Drew Silver, the protagonist of One Last Thing Before I Go by Jonathan Tropper, is a screw up. His ex-wife thinks so. His 18-year-old daughter thinks so. The other divorced men he’s friends with think so. I thought he was kind of a screw up, too. He’s an endearing screw-up, if that makes any sense.
Silver was in a rock band 15 years ago that produced a mega one hit wonder. Now he lives in The Versailles, a run down apartment building where divorced and depressed men go after leaving their families. He still plays the drums at weddings, bat mitzvahs, and sweet 16 birthday parties. Sometimes he’s recognized (Hey, you were in that band that had that song!) but he mostly lives a dull existence. Sometimes he goes home with one of the back-up singers in the wedding band. Most of the time he goes home alone.
He has no relationship with his daughter Casey, having kind of given up being a father after realizing he’s complete crap at it. He still loves his ex-wife Denise. She still hates him.
One day while hanging out by the pool at The Versailles, Silver’s daughter Casey drops a bomb on him: she’s pregnant. He doesn’t understand why she’s come to him when he’s been an absent father all her life. Maybe she’s giving him a chance to redeem himself. She’s about to head to college in the fall and Baby on Board is not what she had planned. She wants him to take her to get an abortion. Casey refuses to tell her mother mainly because Denise is getting remarried in a couple of weeks and is in full Bride Mode: she can’t see anything unless it’s about her wedding.

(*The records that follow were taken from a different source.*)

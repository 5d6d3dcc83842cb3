//! Token definitions for Purr
//!
//! The token layer is deliberately small: the surface syntax is brackets,
//! quoted strings, and bare words. Everything else (type prefixes, member
//! access, literal classification) happens during atom construction.

use crate::span::Span;
use logos::Logos;
use std::fmt;

/// A token produced by the lexer
#[derive(Debug, Clone, PartialEq)]
pub struct Token {
    pub kind: TokenKind,
    pub span: Span,
}

impl Token {
    pub fn new(kind: TokenKind, span: Span) -> Self {
        Self { kind, span }
    }

    /// Get the text of this token from source
    pub fn text<'a>(&self, source: &'a str) -> &'a str {
        self.span.text(source)
    }
}

/// All possible token types in Purr
#[derive(Logos, Debug, Clone, Copy, PartialEq, Eq)]
#[logos(skip r"[ \t\r\n\f]+")] // Skip whitespace
pub enum TokenKind {
    #[token("(")]
    LParen,
    #[token(")")]
    RParen,
    #[token("[")]
    LBracket,
    #[token("]")]
    RBracket,
    #[token("{")]
    LBrace,
    #[token("}")]
    RBrace,

    /// String literal: "hello" (no escape sequences; the quote ends it)
    #[regex(r#""[^"]*""#)]
    StringLiteral,

    /// A bare word: identifier, number, operator, keyword, `Type:name`,
    /// `owner>field` — anything up to whitespace, a bracket, or a quote
    #[regex(r#"[^ \t\r\n\f()\[\]{}"]+"#)]
    Word,

    /// End of input
    Eof,
}

impl TokenKind {
    /// Is this one of the three opening brackets?
    pub fn is_open(self) -> bool {
        matches!(
            self,
            TokenKind::LParen | TokenKind::LBracket | TokenKind::LBrace
        )
    }

    /// Is this one of the three closing brackets?
    pub fn is_close(self) -> bool {
        matches!(
            self,
            TokenKind::RParen | TokenKind::RBracket | TokenKind::RBrace
        )
    }
}

impl fmt::Display for TokenKind {
    fn fmt(&self, f: &mut fmt::Formatter<'_>) -> fmt::Result {
        let s = match self {
            TokenKind::LParen => "(",
            TokenKind::RParen => ")",
            TokenKind::LBracket => "[",
            TokenKind::RBracket => "]",
            TokenKind::LBrace => "{",
            TokenKind::RBrace => "}",
            TokenKind::StringLiteral => "string literal",
            TokenKind::Word => "word",
            TokenKind::Eof => "end of input",
        };
        write!(f, "{}", s)
    }
}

Silver and Casey are in the waiting room of the abortion clinic when Silver’s life really goes down the tubes. He blacks out. He thinks he’s died. He can hear his daughter’s voice shouting at him as he fades away. She hasn’t sounded that scared since she was a child. He wakes up in the hospital and is told that he has to have heart surgery to repair a defect or he will die. The doctor who wants to perform the surgery? His ex-wife’s fiancé. Awkward.
Silver decides against the surgery which almost made me stop reading until I understood why he decides against it. He thinks he’s a piece of…work, if you get my drift. He believes he’s no good to anyone and no one wants him around so death is a better option than hanging around The Versailles for the next 40 years where the college girls around the pool never age but the heartbroken men who live there do.
Silver doesn’t seem to understand a few things: his daughter wants him around. His parents want him around. Denise wants him around. Even her fiancé the surgeon wants him around (he’s one of those obnoxious people who sees the good in everyone). But Silver is adamant that he’d rather die.
But he seems to have forgotten how persuasive families can be. He gets in a fist fight with his brother because his brother wants him to have the surgery. His rabbi father goes Old Testament on him to try to change his mind. His mother pulls the ultimate Mom Card of “I’m very disappointed in you.”
And you know where this is going, right? I’m not ruining anything here. You kind of know he’s going to have the surgery. Although there were a few pages there I thought “This guy’s actually going to die on purpose”. By the end of the book he finally sees the light (and no, it’s not the Other Side) and finds out what he has to live for.
If I took anything away from this book (besides laughing my head off because Jonathan Tropper is one funny dude) it’s the simple and sappy message of let people love you. That’s it. Those that care if you breathe or not are the most important ones and you have to let them care if you breathe or not. And let’s face it, when we feel at our most unlovable, that’s when people come swooping in with their wonderfully annoying unconditional love.